Arrgghhh. You know that feeling? If you are a parent reading or even if you look after kids then you are going to have come accross the arrgghhh moments. Many of them for me come about early in the morning when I am quite happily lying in my bed, half awake and half snoozy. I have already received two little pretty butterfly kisses from a couple of stunners and they have trundled off to have a play while Mummy wakes up and then takes them down for their breakfast. Instead of giggles I tend to hear 'arrgghh, Mum, Miss M is trying to get in my room again', 'Get out' (said with very bad attitude), 'You can't come in'. 'Leave that alone, it is mine!'. JJ is stressed again. Why oh why does he think it is fine for all his stuff and his room to remain his property alone but the girls should share everything.

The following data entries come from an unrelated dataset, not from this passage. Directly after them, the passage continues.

// src/pipeline/collect.rs

//! Multi-date schedule collection.

use std::time::Duration;

use crate::error::{AppError, Result};
use crate::models::{DateRange, Direction, FlightRecord, Snapshot, yyyymmdd};
use crate::services::ScheduleSource;

/// Fetch every date in `range` and assemble one snapshot.
///
/// Dates are fetched in order with `delay` between successive requests.
/// A parse failure counts as an empty day; any other error aborts. If no
/// date in the window parsed, the window itself is a parse failure.
pub async fn fetch_snapshot(
    source: &dyn ScheduleSource,
    airport: &str,
    direction: Direction,
    range: DateRange,
    delay: Duration,
) -> Result<Snapshot> {
    let mut records = Vec::new();
    let mut unparsed = 0;

    for (i, date) in range.days().enumerate() {
        if i > 0 && !delay.is_zero() {
            tokio::time::sleep(delay).await;
        }

        let rows = match source.fetch(airport, date, direction).await {
            Ok(rows) => rows,
            Err(err @ AppError::Parse { .. }) => {
                log::warn!("{}; treating as no flights", err);
                unparsed += 1;
                Vec::new()
            }
            Err(err) => return Err(err),
        };

        let total = rows.len();
        let before = records.len();
        records.extend(
            rows.into_iter()
                .filter_map(|row| FlightRecord::from_raw(row, date, direction, airport)),
        );
        let kept = records.len() - before;

        if kept < total {
            log::warn!(
                "{} {} {}: dropped {} rows without a flight number",
                direction,
                airport,
                date.format(yyyymmdd::FORMAT),
                total - kept
            );
        }
        log::info!(
            "{} {} {}: {} flights",
            direction,
            airport,
            date.format(yyyymmdd::FORMAT),
            kept
        );
    }

    if unparsed > 0 && unparsed == range.len() {
        return Err(AppError::parse(
            format!("{} {} {}", direction, airport, range),
            "no date in the window could be parsed",
        ));
    }

    Ok(Snapshot::new(airport, direction, range, records))
}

What is it that makes kids intrinsically selfish? What age are they supposed to grow out of it? I know I have read that children start out life with just concern for themselves and that this changes as they grow but it has not changed at all for JJ and in fact more and more he wants his own things but not to miss out on anyone else's things too. This is one small part of the reason that he has been referred for an assessment. He just does not get what is OK and what is not.

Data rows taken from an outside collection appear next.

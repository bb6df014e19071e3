//! Application configuration structures.

use std::fs;
use std::path::Path;

use chrono::NaiveTime;
use serde::{Deserialize, Serialize};

use crate::error::{AppError, Result};
use crate::models::Direction;

/// Environment variable that overrides `notifier.webhook_url`.
pub const WEBHOOK_ENV: &str = "DISCORD_WEBHOOK_URL";

/// Longest fetch window, in days.
pub const MAX_DAYS: u32 = 31;

/// Longest pause between daemon checks: one week.
pub const MAX_CHECK_INTERVAL_MINS: u64 = 7 * 24 * 60;

/// Root application configuration.
#[derive(Debug, Clone, Default, Serialize, Deserialize)]
pub struct Config {
    /// Upstream schedule endpoints and HTTP behavior
    #[serde(default)]
    pub fetcher: FetcherConfig,

    /// What to watch and when
    #[serde(default)]
    pub schedule: ScheduleConfig,

    /// Webhook delivery settings
    #[serde(default)]
    pub notifier: NotifierConfig,

    #[serde(default)]
    pub storage: StorageConfig,

    #[serde(default)]
    pub logging: LoggingConfig,
}

impl Config {
    /// Load configuration from a TOML file.
    pub fn load(path: impl AsRef<Path>) -> Result<Self> {
        let content = fs::read_to_string(path)?;
        Ok(toml::from_str(&content)?)
    }

    /// Validate configuration values for basic sanity.
    pub fn validate(&self) -> Result<()> {
        if self.fetcher.user_agent.trim().is_empty() {
            return Err(AppError::validation("fetcher.user_agent is empty"));
        }
        if self.fetcher.timeout_secs == 0 {
            return Err(AppError::validation("fetcher.timeout_secs must be > 0"));
        }
        for url in [
            &self.fetcher.departure_url,
            &self.fetcher.arrival_url,
            &self.fetcher.departure_fallback_url,
            &self.fetcher.arrival_fallback_url,
        ] {
            url::Url::parse(url)
                .map_err(|e| AppError::validation(format!("invalid fetcher url '{url}': {e}")))?;
        }
        if self.schedule.airport.trim().is_empty() {
            return Err(AppError::validation("schedule.airport is empty"));
        }
        if self.schedule.days == 0 || self.schedule.days > MAX_DAYS {
            return Err(AppError::validation(format!(
                "schedule.days must be between 1 and {MAX_DAYS}"
            )));
        }
        if self.schedule.directions.is_empty() {
            return Err(AppError::validation("schedule.directions is empty"));
        }
        if self.schedule.check_interval_mins == 0
            || self.schedule.check_interval_mins > MAX_CHECK_INTERVAL_MINS
        {
            return Err(AppError::validation(format!(
                "schedule.check_interval_mins must be between 1 and {MAX_CHECK_INTERVAL_MINS}"
            )));
        }
        self.schedule.daily_time()?;
        if self.notifier.timeout_secs == 0 {
            return Err(AppError::validation("notifier.timeout_secs must be > 0"));
        }
        if self.notifier.max_description_chars == 0 {
            return Err(AppError::validation(
                "notifier.max_description_chars must be > 0",
            ));
        }
        Ok(())
    }

    /// Webhook URL, preferring the environment over the file.
    pub fn webhook_url(&self) -> Option<String> {
        std::env::var(WEBHOOK_ENV)
            .ok()
            .filter(|v| !v.trim().is_empty())
            .or_else(|| self.notifier.webhook_url.clone())
    }
}

/// HTTP client and upstream endpoint settings.
#[derive(Debug, Clone, Serialize, Deserialize)]
pub struct FetcherConfig {
    /// User-Agent header for HTTP requests
    #[serde(default = "defaults::user_agent")]
    pub user_agent: String,

    #[serde(default = "defaults::accept_language")]
    pub accept_language: String,

    #[serde(default = "defaults::referer")]
    pub referer: String,

    /// Request timeout in seconds
    #[serde(default = "defaults::timeout")]
    pub timeout_secs: u64,

    /// Pause between successive per-date requests in milliseconds
    #[serde(default = "defaults::request_delay")]
    pub request_delay_ms: u64,

    #[serde(default = "defaults::departure_url")]
    pub departure_url: String,

    #[serde(default = "defaults::arrival_url")]
    pub arrival_url: String,

    /// Page retried when the departure endpoint reports no data
    #[serde(default = "defaults::departure_fallback_url")]
    pub departure_fallback_url: String,

    /// Page retried when the arrival endpoint reports no data
    #[serde(default = "defaults::arrival_fallback_url")]
    pub arrival_fallback_url: String,

    #[serde(default = "defaults::site_id")]
    pub site_id: String,

    #[serde(default = "defaults::lang")]
    pub lang: String,
}

impl FetcherConfig {
    pub fn endpoint(&self, direction: Direction) -> &str {
        match direction {
            Direction::Departure => &self.departure_url,
            Direction::Arrival => &self.arrival_url,
        }
    }

    pub fn fallback_endpoint(&self, direction: Direction) -> &str {
        match direction {
            Direction::Departure => &self.departure_fallback_url,
            Direction::Arrival => &self.arrival_fallback_url,
        }
    }
}

impl Default for FetcherConfig {
    fn default() -> Self {
        Self {
            user_agent: defaults::user_agent(),
            accept_language: defaults::accept_language(),
            referer: defaults::referer(),
            timeout_secs: defaults::timeout(),
            request_delay_ms: defaults::request_delay(),
            departure_url: defaults::departure_url(),
            arrival_url: defaults::arrival_url(),
            departure_fallback_url: defaults::departure_fallback_url(),
            arrival_fallback_url: defaults::arrival_fallback_url(),
            site_id: defaults::site_id(),
            lang: defaults::lang(),
        }
    }
}

/// Watched airport, window and trigger times.
#[derive(Debug, Clone, Serialize, Deserialize)]
pub struct ScheduleConfig {
    /// Counterpart airport code
    #[serde(default = "defaults::airport")]
    pub airport: String,

    /// Number of days fetched, starting today
    #[serde(default = "defaults::days")]
    pub days: u32,

    #[serde(default = "defaults::directions")]
    pub directions: Vec<Direction>,

    /// Local time of the daily full listing, `HH:MM`
    #[serde(default = "defaults::daily_at")]
    pub daily_at: String,

    /// Minutes between diff checks in daemon mode
    #[serde(default = "defaults::check_interval")]
    pub check_interval_mins: u64,
}

impl ScheduleConfig {
    /// Parse `daily_at`.
    pub fn daily_time(&self) -> Result<NaiveTime> {
        NaiveTime::parse_from_str(self.daily_at.trim(), "%H:%M").map_err(|e| {
            AppError::validation(format!(
                "schedule.daily_at '{}' is not HH:MM: {e}",
                self.daily_at
            ))
        })
    }
}

impl Default for ScheduleConfig {
    fn default() -> Self {
        Self {
            airport: defaults::airport(),
            days: defaults::days(),
            directions: defaults::directions(),
            daily_at: defaults::daily_at(),
            check_interval_mins: defaults::check_interval(),
        }
    }
}

/// Webhook delivery settings.
#[derive(Debug, Clone, Serialize, Deserialize)]
pub struct NotifierConfig {
    /// Discord webhook URL; `DISCORD_WEBHOOK_URL` takes precedence
    #[serde(default)]
    pub webhook_url: Option<String>,

    #[serde(default = "defaults::notifier_timeout")]
    pub timeout_secs: u64,

    /// Embed description cap (Discord allows 4096)
    #[serde(default = "defaults::max_description_chars")]
    pub max_description_chars: usize,

    /// Optional display name override for the webhook
    #[serde(default)]
    pub username: Option<String>,
}

impl Default for NotifierConfig {
    fn default() -> Self {
        Self {
            webhook_url: None,
            timeout_secs: defaults::notifier_timeout(),
            max_description_chars: defaults::max_description_chars(),
            username: None,
        }
    }
}

/// Snapshot cache settings.
#[derive(Debug, Clone, Serialize, Deserialize)]
pub struct StorageConfig {
    /// Cache directory, relative to the storage dir unless absolute
    #[serde(default = "defaults::cache_dir")]
    pub cache_dir: String,

    /// Age after which a lock file is considered abandoned
    #[serde(default = "defaults::lock_stale")]
    pub lock_stale_secs: u64,
}

impl Default for StorageConfig {
    fn default() -> Self {
        Self {
            cache_dir: defaults::cache_dir(),
            lock_stale_secs: defaults::lock_stale(),
        }
    }
}

#[derive(Debug, Clone, Serialize, Deserialize)]
pub struct LoggingConfig {
    /// Default log filter when `--verbose` is not given
    #[serde(default = "defaults::log_level")]
    pub level: String,
}

impl Default for LoggingConfig {
    fn default() -> Self {
        Self {
            level: defaults::log_level(),
        }
    }
}

mod defaults {
    use crate::models::Direction;

    // Fetcher defaults
    pub fn user_agent() -> String {
        "Mozilla/5.0 (Windows NT 10.0; Win64; x64) AppleWebKit/537.36 (KHTML, like Gecko) Chrome/120.0.0.0 Safari/537.36".into()
    }
    pub fn accept_language() -> String {
        "ja,en-US;q=0.7,en;q=0.3".into()
    }
    pub fn referer() -> String {
        "https://www.airport.kr/".into()
    }
    pub fn timeout() -> u64 {
        30
    }
    pub fn request_delay() -> u64 {
        2000
    }
    pub fn departure_url() -> String {
        "https://www.airport.kr/depCargo/ap_ja/depCargoSchList.do".into()
    }
    pub fn arrival_url() -> String {
        "https://www.airport.kr/arrCargo/ap_ja/arrCargoSchList.do".into()
    }
    pub fn departure_fallback_url() -> String {
        "https://www.airport.kr/ap_ja/1787/subview.do".into()
    }
    pub fn arrival_fallback_url() -> String {
        "https://www.airport.kr/ap_ja/1790/subview.do".into()
    }
    pub fn site_id() -> String {
        "ap_ja".into()
    }
    pub fn lang() -> String {
        "ja".into()
    }

    // Schedule defaults
    pub fn airport() -> String {
        "NGO".into()
    }
    pub fn days() -> u32 {
        7
    }
    pub fn directions() -> Vec<Direction> {
        Direction::ALL.to_vec()
    }
    pub fn daily_at() -> String {
        "22:00".into()
    }
    pub fn check_interval() -> u64 {
        60
    }

    // Notifier defaults
    pub fn notifier_timeout() -> u64 {
        10
    }
    pub fn max_description_chars() -> usize {
        1900
    }

    // Storage defaults
    pub fn cache_dir() -> String {
        "cache".into()
    }
    pub fn lock_stale() -> u64 {
        900
    }

    pub fn log_level() -> String {
        "info".into()
    }
}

My girls are pretty good at sharing, this may be a twin thing. They have always had each other and been together, so from the start they had to learn to share, be patient and wait their turn. Don't get me wrong they are not a breeze to parent, having twins brings a whole new set of issues to get to grips with but the good news for us is that lots of perseverance and encouragement about 'twinnies always sharing' and 'loving each other' has definitely paid off. So things are practically backwards in our house, we have these two 3 year olds who are mostly happy to share and a near 7 year old who does not want to share at all. No hang on, that is not actually true. He does want to share! He fact he wants to share loads of things and they all belong to the girls or to dh and I.

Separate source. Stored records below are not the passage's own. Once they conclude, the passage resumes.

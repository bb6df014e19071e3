//! Diff calculation between schedule snapshots.
//!
//! Identity is asymmetric. A record counts as *added* only when its flight
//! number has never been seen in the previous snapshot, on any date, so that
//! recurring flights rolling onto new days stay quiet. Time changes and
//! removals are matched on the exact (flight number, date) pair.

use std::collections::{HashMap, HashSet};

use chrono::NaiveDate;
use serde::{Deserialize, Serialize};

use crate::models::{DateRange, Direction, FlightRecord, Snapshot};

/// A flight whose scheduled time moved on the same date.
#[derive(Debug, Clone, PartialEq, Eq, Serialize, Deserialize)]
pub struct TimeChange {
    pub previous: FlightRecord,
    pub current: FlightRecord,
}

/// Differences between a baseline and a fresh snapshot.
#[derive(Debug, Clone, PartialEq, Eq, Serialize, Deserialize)]
pub struct DiffResult {
    pub airport: String,
    pub direction: Direction,
    /// Range of the current snapshot
    pub range: DateRange,
    /// Records whose flight number is entirely new
    pub added: Vec<FlightRecord>,
    /// Same (flight number, date), different scheduled time
    pub changed: Vec<TimeChange>,
    /// Previous (flight number, date) pairs missing from current
    pub removed: Vec<FlightRecord>,
}

impl DiffResult {
    /// Check if there are any changes, removals included.
    pub fn has_changes(&self) -> bool {
        !self.added.is_empty() || !self.changed.is_empty() || !self.removed.is_empty()
    }

    /// Get the total number of changes.
    pub fn change_count(&self) -> usize {
        self.added.len() + self.changed.len() + self.removed.len()
    }
}

/// Compare `current` against the `previous` baseline.
///
/// Both snapshots must describe the same airport and direction. Duplicate
/// (flight number, date) rows are kept, but only the first occurrence on
/// each side takes part in pair matching, so results follow source order.
pub fn diff(previous: &Snapshot, current: &Snapshot) -> DiffResult {
    debug_assert_eq!(previous.direction, current.direction);
    debug_assert_eq!(previous.airport, current.airport);

    // Flight-number universe, date-agnostic
    let known: HashSet<&str> = previous
        .records
        .iter()
        .map(|r| r.flight_number.as_str())
        .collect();

    // Exact-pair index, first occurrence wins
    let mut by_pair: HashMap<(&str, NaiveDate), &FlightRecord> = HashMap::new();
    for record in &previous.records {
        by_pair.entry(record.pair_key()).or_insert(record);
    }

    let current_pairs: HashSet<(&str, NaiveDate)> =
        current.records.iter().map(FlightRecord::pair_key).collect();

    let mut added = Vec::new();
    let mut changed = Vec::new();
    let mut matched = HashSet::new();

    for record in &current.records {
        if !known.contains(record.flight_number.as_str()) {
            added.push(record.clone());
        } else if !matched.insert(record.pair_key()) {
            // Later duplicate of a pair already compared
            continue;
        } else if let Some(prev) = by_pair.get(&record.pair_key()) {
            if prev.scheduled_time != record.scheduled_time {
                changed.push(TimeChange {
                    previous: (*prev).clone(),
                    current: record.clone(),
                });
            }
        }
    }

    let mut reported = HashSet::new();
    let removed = previous
        .records
        .iter()
        .filter(|r| !current_pairs.contains(&r.pair_key()))
        .filter(|r| reported.insert(r.pair_key()))
        .cloned()
        .collect();

    DiffResult {
        airport: current.airport.clone(),
        direction: current.direction,
        range: current.range,
        added,
        changed,
        removed,
    }
}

From the start JJ (and the girls) have been taught that it is important to share. JJ is always encouraged to share things with the girls and when he gets stressed about them using whatever it is. I always reinforce that good boys who share get rewarded and do not lose out, ie, if they use all his stickers I will buy more for them all to use.
You may well know by now that we have just had our garage converted into a playroom and this weekend the floor is being laid. This will be all the decoration practically over and then I can move everything back in and I have been pondering about the toys in there. Do we maintain the girls toys and JJ's toys or are they family toys? What is the best plan?
Something has to be done, I am not sure how many more times I can deal with JJ going into meltdown and having a massive crying fit because one of the girls wants to play with a toy that he does not want them to touch.
All the kids have special toys that are their own, teddies, dolls, pushchairs (in the girls case) and JJ has numerous things they have never yet played with as they are too grown up for the girls - magnetix, small piece lego etc. But surely other stuff could just be shared? They all want to play with the kitchen and food, cars, big lego, puzzles, games etc. Does it have to be yours and mine? I would love it all to be referred to as ours.
What happens in your house? Do the children all share toys? or are things kept very separate?